BEGIN

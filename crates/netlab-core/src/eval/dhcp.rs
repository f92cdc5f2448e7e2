// ── DHCP address allocation ──
//
// Scans candidate host addresses in ascending order and returns the
// first one that is neither the gateway, explicitly excluded, nor
// already used. The usable range is derived from the pool's actual
// mask (network+1 ..= broadcast-1), so non-/24 pools allocate
// correctly.

use std::net::Ipv4Addr;

use chrono::{Duration, Utc};

use crate::model::{DhcpLease, DhcpPool, MacAddress};

use super::ip::{from_u32, prefix_from_mask, to_u32};

/// First free address in the pool, or `None` when gateway, exclusions,
/// and used addresses cover the entire usable range (or the mask
/// leaves no host addresses at all).
pub fn allocate(pool: &DhcpPool) -> Option<Ipv4Addr> {
    let prefix = prefix_from_mask(pool.mask)?;
    if prefix >= 31 {
        // /31 and /32 have no allocatable host range here.
        return None;
    }
    let mask = to_u32(pool.mask);
    let network = to_u32(pool.network) & mask;
    let broadcast = network | !mask;

    (network + 1..broadcast).map(from_u32).find(|&ip| {
        Some(ip) != pool.gateway && !pool.is_excluded(ip) && !pool.is_used(ip)
    })
}

/// Allocate and record a lease for `mac`. A mac that already holds a
/// lease gets its existing address back (stable rebinding).
pub fn lease(pool: &mut DhcpPool, mac: &MacAddress) -> Option<Ipv4Addr> {
    if let Some(existing) = pool.leases.iter().find(|l| &l.mac == mac) {
        return Some(existing.ip);
    }
    let ip = allocate(pool)?;
    pool.used_ips.push(ip);
    let expires_at = Utc::now() + Duration::seconds(i64::from(pool.lease_seconds));
    pool.leases.push(DhcpLease {
        ip,
        mac: mac.clone(),
        expires_at: Some(expires_at),
    });
    Some(ip)
}

#[cfg(test)]
#[allow(clippy::unwrap_used)]
mod tests {
    use super::*;
    use pretty_assertions::assert_eq;

    fn pool_24() -> DhcpPool {
        let mut pool = DhcpPool::new(
            "lan",
            Ipv4Addr::new(192, 168, 10, 0),
            Ipv4Addr::new(255, 255, 255, 0),
        );
        pool.set_gateway(Ipv4Addr::new(192, 168, 10, 1));
        pool
    }

    #[test]
    fn skips_gateway_excluded_and_used() {
        let mut pool = pool_24();
        pool.used_ips.push(Ipv4Addr::new(192, 168, 10, 2));
        pool.used_ips.push(Ipv4Addr::new(192, 168, 10, 3));
        pool.excluded.push(Ipv4Addr::new(192, 168, 10, 4));

        assert_eq!(allocate(&pool), Some(Ipv4Addr::new(192, 168, 10, 5)));
    }

    #[test]
    fn never_returns_network_or_broadcast() {
        let pool = DhcpPool::new(
            "tiny",
            Ipv4Addr::new(10, 0, 0, 0),
            Ipv4Addr::new(255, 255, 255, 252),
        );
        // /30 usable range is .1 and .2 only.
        assert_eq!(allocate(&pool), Some(Ipv4Addr::new(10, 0, 0, 1)));
    }

    #[test]
    fn none_when_usable_range_exhausted() {
        let mut pool = DhcpPool::new(
            "tiny",
            Ipv4Addr::new(10, 0, 0, 0),
            Ipv4Addr::new(255, 255, 255, 252),
        );
        pool.set_gateway(Ipv4Addr::new(10, 0, 0, 1));
        pool.excluded.push(Ipv4Addr::new(10, 0, 0, 2));
        assert_eq!(allocate(&pool), None);
    }

    #[test]
    fn upper_bound_follows_the_mask() {
        // /22 pool: addresses beyond .255 of the first /24 are usable.
        let mut pool = DhcpPool::new(
            "wide",
            Ipv4Addr::new(172, 16, 0, 0),
            Ipv4Addr::new(255, 255, 252, 0),
        );
        for i in 1..=255 {
            pool.used_ips.push(Ipv4Addr::new(172, 16, 0, i));
        }
        assert_eq!(allocate(&pool), Some(Ipv4Addr::new(172, 16, 1, 0)));
    }

    #[test]
    fn no_host_range_on_slash_31() {
        let pool = DhcpPool::new(
            "p2p",
            Ipv4Addr::new(10, 0, 0, 0),
            Ipv4Addr::new(255, 255, 255, 254),
        );
        assert_eq!(allocate(&pool), None);
    }

    #[test]
    fn lease_is_stable_per_mac() {
        let mut pool = pool_24();
        let mac = MacAddress::new("aa:bb:cc:00:00:01");
        let first = lease(&mut pool, &mac).unwrap();
        let second = lease(&mut pool, &mac).unwrap();
        assert_eq!(first, second);
        assert_eq!(pool.leases.len(), 1);
        assert!(pool.is_used(first));
    }
}
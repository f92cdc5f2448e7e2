// ── NAT translation ──
//
// Outbound rules match first-wins in stored order. A session is keyed
// by (protocol, original source endpoint) and stays stable for the
// flow's lifetime; the translated port is deterministic.

use std::net::Ipv4Addr;

use chrono::Utc;

use crate::model::{DeviceId, NatRule, NatSession, NetworkDevice, Topology};

use super::ip::Protocol;
use super::path;

/// Base of the translated port space; session N gets BASE + N.
pub const PORT_BASE: u16 = 10_000;

/// First outbound rule matching the egress interface and source
/// address, in stored order.
pub fn find_outbound_rule<'a>(
    rules: &'a [NatRule],
    egress: Option<&str>,
    src: Ipv4Addr,
) -> Option<&'a NatRule> {
    rules.iter().find(|r| {
        let scope_ok = match (&r.interface, egress) {
            (None, _) => true,
            (Some(scope), Some(iface)) => scope.eq_ignore_ascii_case(iface),
            (Some(_), None) => false,
        };
        scope_ok && r.source.contains(src)
    })
}

/// Find or create the session for a flow. Returns the session index in
/// `device.nat_sessions`, or `None` when no outbound rule covers the
/// source.
pub fn session_for(
    device: &mut NetworkDevice,
    protocol: Protocol,
    src: Ipv4Addr,
    src_port: u16,
    egress: Option<&str>,
) -> Option<usize> {
    if let Some(i) = device
        .nat_sessions
        .iter()
        .position(|s| s.key_matches(protocol, src, src_port))
    {
        return Some(i);
    }
    let rule = find_outbound_rule(&device.nat_rules, egress, src)?;
    let outside_ip = rule.translated;
    #[allow(clippy::cast_possible_truncation)]
    let outside_port = PORT_BASE.wrapping_add(device.nat_sessions.len() as u16);
    device.nat_sessions.push(NatSession {
        protocol,
        inside_ip: src,
        inside_port: src_port,
        outside_ip,
        outside_port,
        created_at: Utc::now(),
    });
    Some(device.nat_sessions.len() - 1)
}

/// Display form: `tcp 192.168.1.2:5000 -> 203.0.113.1:10000`.
pub fn render(session: &NatSession) -> String {
    format!(
        "{} {}:{} -> {}:{}",
        session.protocol,
        session.inside_ip,
        session.inside_port,
        session.outside_ip,
        session.outside_port
    )
}

/// Compose a session with path finding: the hop sequence toward `to`
/// annotated with the addressing the far side observes.
pub fn trace_translated(
    topo: &Topology,
    from: &DeviceId,
    to: &DeviceId,
    session: &NatSession,
) -> Option<Vec<String>> {
    let route = path::find_path(topo, from, to, None)?;
    let mut lines = vec![format!("translation: {}", render(session))];
    for (i, hop) in route.iter().enumerate().skip(1) {
        lines.push(format!(
            "  hop {:>2}: {} sees {}:{}",
            i, hop, session.outside_ip, session.outside_port
        ));
    }
    Some(lines)
}

#[cfg(test)]
#[allow(clippy::unwrap_used)]
mod tests {
    use super::*;
    use crate::eval::ip::Cidr;
    use pretty_assertions::assert_eq;

    fn nat_device() -> NetworkDevice {
        let mut dev = NetworkDevice::new("R1", "R1", "huawei", "00:00:00:00:00:01");
        dev.nat_rules.push(NatRule {
            id: 1,
            interface: None,
            source: "192.168.1.0/24".parse::<Cidr>().unwrap(),
            translated: Ipv4Addr::new(203, 0, 113, 1),
        });
        dev
    }

    #[test]
    fn session_is_stable_for_a_flow() {
        let mut dev = nat_device();
        let src = Ipv4Addr::new(192, 168, 1, 2);
        let a = session_for(&mut dev, Protocol::Tcp, src, 5000, None).unwrap();
        let b = session_for(&mut dev, Protocol::Tcp, src, 5000, None).unwrap();
        assert_eq!(a, b);
        assert_eq!(dev.nat_sessions.len(), 1);
    }

    #[test]
    fn distinct_flows_get_distinct_ports() {
        let mut dev = nat_device();
        let src = Ipv4Addr::new(192, 168, 1, 2);
        let a = session_for(&mut dev, Protocol::Tcp, src, 5000, None).unwrap();
        let b = session_for(&mut dev, Protocol::Udp, src, 5000, None).unwrap();
        assert_ne!(
            dev.nat_sessions[a].outside_port,
            dev.nat_sessions[b].outside_port
        );
    }

    #[test]
    fn unmatched_source_gets_no_session() {
        let mut dev = nat_device();
        let outside = Ipv4Addr::new(10, 9, 9, 9);
        assert!(session_for(&mut dev, Protocol::Tcp, outside, 5000, None).is_none());
        assert!(dev.nat_sessions.is_empty());
    }

    #[test]
    fn first_matching_rule_wins() {
        let mut dev = nat_device();
        dev.nat_rules.push(NatRule {
            id: 2,
            interface: None,
            source: "192.168.0.0/16".parse::<Cidr>().unwrap(),
            translated: Ipv4Addr::new(203, 0, 113, 99),
        });
        let src = Ipv4Addr::new(192, 168, 1, 2);
        let rule = find_outbound_rule(&dev.nat_rules, None, src).unwrap();
        assert_eq!(rule.id, 1);
    }

    #[test]
    fn render_shows_both_endpoints() {
        let mut dev = nat_device();
        let src = Ipv4Addr::new(192, 168, 1, 2);
        let i = session_for(&mut dev, Protocol::Tcp, src, 5000, None).unwrap();
        assert_eq!(
            render(&dev.nat_sessions[i]),
            "tcp 192.168.1.2:5000 -> 203.0.113.1:10000"
        );
    }

    #[test]
    fn translated_trace_annotates_each_forward_hop() {
        use crate::model::{Cable, Endpoint, NetworkDevice, NetworkPort};

        let mut r1 = nat_device();
        let mut p1 = NetworkPort::gigabit("0/0/1");
        p1.link_up = true;
        r1.ports.push(p1);
        let mut r2 = NetworkDevice::new("R2", "R2", "huawei", "00:00:00:00:00:02");
        let mut p2 = NetworkPort::gigabit("0/0/1");
        p2.link_up = true;
        r2.ports.push(p2);
        let topo = Topology {
            devices: vec![r1.clone(), r2],
            cables: vec![Cable::new(
                Endpoint::new("R1", "GigabitEthernet0/0/1"),
                Endpoint::new("R2", "GigabitEthernet0/0/1"),
            )],
        };

        let src = Ipv4Addr::new(192, 168, 1, 2);
        let i = session_for(&mut r1, Protocol::Tcp, src, 5000, None).unwrap();
        let lines = trace_translated(
            &topo,
            &DeviceId::new("R1"),
            &DeviceId::new("R2"),
            &r1.nat_sessions[i],
        )
        .unwrap();

        assert_eq!(lines[0], "translation: tcp 192.168.1.2:5000 -> 203.0.113.1:10000");
        assert_eq!(lines[1], "  hop  1: R2 sees 203.0.113.1:10000");
        assert_eq!(lines.len(), 2);
    }
}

END

• _WHAT IS REQUIRED_
Copy every line from the records that holds the string "with".

• _SOLUTION FOR THIS PROBLEM_
/// Compose a session with path finding: the hop sequence toward `to`
/// annotated with the addressing the far side observes.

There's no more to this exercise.